[DATA EXCERPTS Boundary: Start]

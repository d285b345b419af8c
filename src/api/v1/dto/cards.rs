/*
 * Responsibility
 * - Cards の request/response DTO (camelCase on the wire)
 * - The card number never leaves the service unmasked
 */
use chrono::{NaiveDate, Utc};
use serde::{Deserialize, Serialize};

use crate::api::v1::dto::users::required_text;
use crate::error::{AppError, FieldErrors};
use crate::repos::card_repo::{CardFields, CardRow};

const HOLDER_MAX: usize = 100;
const NUMBER_LEN: usize = 16;

/// Body of `POST /cards/addCardInfoToUser/{userId}`; the owner comes from the path.
#[derive(Debug, Default, Deserialize)]
#[serde(rename_all = "camelCase")]
pub struct CardRequest {
    pub number: Option<String>,
    pub holder: Option<String>,
    pub expiration_date: Option<NaiveDate>,
}

impl CardRequest {
    pub fn validate(self) -> Result<CardFields, AppError> {
        let mut errors = FieldErrors::new();
        let fields = card_fields(&mut errors, self);
        match fields {
            Some(fields) if errors.is_empty() => Ok(fields),
            _ => Err(AppError::Validation(errors)),
        }
    }
}

/// Body of `POST /cards` and `PUT /cards/{id}`.
#[derive(Debug, Default, Deserialize)]
#[serde(rename_all = "camelCase")]
pub struct CardWithUserIdRequest {
    pub user_id: Option<i64>,
    pub number: Option<String>,
    pub holder: Option<String>,
    pub expiration_date: Option<NaiveDate>,
}

impl CardWithUserIdRequest {
    pub fn validate(self) -> Result<(i64, CardFields), AppError> {
        let mut errors = FieldErrors::new();

        if self.user_id.is_none() {
            errors.insert("userId".into(), "User id is required".into());
        }
        let fields = card_fields(
            &mut errors,
            CardRequest {
                number: self.number,
                holder: self.holder,
                expiration_date: self.expiration_date,
            },
        );

        match (self.user_id, fields) {
            (Some(user_id), Some(fields)) if errors.is_empty() => Ok((user_id, fields)),
            _ => Err(AppError::Validation(errors)),
        }
    }
}

fn card_fields(errors: &mut FieldErrors, req: CardRequest) -> Option<CardFields> {
    let number = match req.number.map(|n| n.trim().to_string()) {
        Some(n) if n.is_empty() => {
            errors.insert("number".into(), "Card number is required".into());
            None
        }
        None => {
            errors.insert("number".into(), "Card number is required".into());
            None
        }
        Some(n) if n.len() != NUMBER_LEN || !n.bytes().all(|b| b.is_ascii_digit()) => {
            errors.insert("number".into(), "Card number must be 16 digits".into());
            None
        }
        Some(n) => Some(n),
    };

    let holder = required_text(errors, "holder", "Card holder", req.holder, HOLDER_MAX);

    let expiration_date = match req.expiration_date {
        None => {
            errors.insert("expirationDate".into(), "Expiration date is required".into());
            None
        }
        Some(d) if d <= Utc::now().date_naive() => {
            errors.insert(
                "expirationDate".into(),
                "Expiration date must be in the future".into(),
            );
            None
        }
        Some(d) => Some(d),
    };

    Some(CardFields {
        number: number?,
        holder: holder?,
        expiration_date: expiration_date?,
    })
}

/// `************1234`; anything too short to mask is hidden entirely.
pub fn mask_number(number: &str) -> String {
    let len = number.chars().count();
    if len <= 4 {
        return "*".repeat(len);
    }
    let visible: String = number.chars().skip(len - 4).collect();
    format!("{}{visible}", "*".repeat(len - 4))
}

#[derive(Debug, Serialize, Deserialize, PartialEq, Eq)]
#[serde(rename_all = "camelCase")]
pub struct CardResponse {
    pub id: i64,
    pub user_id: i64,
    pub number: String,
    pub holder: String,
    pub expiration_date: NaiveDate,
}

impl From<CardRow> for CardResponse {
    fn from(c: CardRow) -> Self {
        Self {
            id: c.id,
            user_id: c.user_id,
            number: mask_number(&c.number),
            holder: c.holder,
            expiration_date: c.expiration_date,
        }
    }
}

[DATA EXCERPTS Boundary: End]

▸ TRY IT
Which lines in the listing have the string "usize"? Pick them out and copy them.

▸ OUTPUT FOR THIS EXERCISE
const HOLDER_MAX: usize = 100;
const NUMBER_LEN: usize = 16;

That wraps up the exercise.